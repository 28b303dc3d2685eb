use std::ops::ControlFlow;

use super::{Document, NodeKey};
use crate::error::Result;
use crate::ir::{ChildRecord, NodeRecord};
use crate::tree::{FlowTree, TopologyIndex};

/// Which structure a listing walks.
#[derive(Debug, Clone, Copy, PartialEq, Eq, Default)]
pub enum TreeView {
    #[default]
    Origin,
    Render,
}

impl Document {
    /// Exports the origin tree as declared records. Synthetic nodes are
    /// flattened away; every record carries its kind.
    pub fn to_json(&self) -> Result<Vec<NodeRecord>> {
        self.ensure_live()?;
        Ok(self.export_children(self.root()))
    }

    pub fn to_json_string(&self) -> Result<String> {
        Ok(serde_json::to_string_pretty(&self.to_json()?)?)
    }

    fn export_children(&self, key: NodeKey) -> Vec<NodeRecord> {
        let mut out = Vec::new();
        for child in self.origin.children(key) {
            let Some(node) = self.nodes.get(*child) else {
                continue;
            };
            if node.is_synthetic() {
                out.extend(self.export_children(*child));
            } else {
                out.push(self.export_node(*child));
            }
        }
        out
    }

    fn export_node(&self, key: NodeKey) -> NodeRecord {
        let Some(node) = self.nodes.get(key) else {
            return NodeRecord::default();
        };
        NodeRecord {
            id: node.id().to_string(),
            kind: Some(node.kind().to_string()),
            data: node.data.clone(),
            meta: node.meta.clone(),
            children: self
                .export_children(key)
                .into_iter()
                .map(ChildRecord::Node)
                .collect(),
            synthetic: false,
        }
    }

    /// Indented listing of the chosen tree:
    ///
    /// ```text
    /// root
    /// |-- start_0
    /// |-- split_0
    /// |---- $icon$split_0
    /// ```
    pub fn to_listing(&self, view: TreeView, show_kind: bool) -> Result<String> {
        self.ensure_live()?;
        let index: &TopologyIndex<NodeKey> = match view {
            TreeView::Origin => self.origin.index(),
            TreeView::Render => self.render.index(),
        };
        let mut lines = Vec::new();
        let _ = index.traverse(index.root(), |key, depth, _| {
            let Some(node) = self.nodes.get(key) else {
                return ControlFlow::Continue(());
            };
            let mut line = if depth == 0 {
                node.id().to_string()
            } else {
                format!("|{} {}", "--".repeat(depth), node.id())
            };
            if show_kind {
                line.push_str(&format!(" ({})", node.kind()));
            }
            lines.push(line);
            ControlFlow::Continue(())
        });
        Ok(lines.join("\n"))
    }
}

● WHAT THIS TASK INVOLVES
Check each line of the data above for the word "NodeRecord" and copy the ones where it is found.

● RESPONSE FOR THIS EXERCISE
use crate::ir::{ChildRecord, NodeRecord};
    pub fn to_json(&self) -> Result<Vec<NodeRecord>> {
    fn export_children(&self, key: NodeKey) -> Vec<NodeRecord> {
    fn export_node(&self, key: NodeKey) -> NodeRecord {
            return NodeRecord::default();
        NodeRecord {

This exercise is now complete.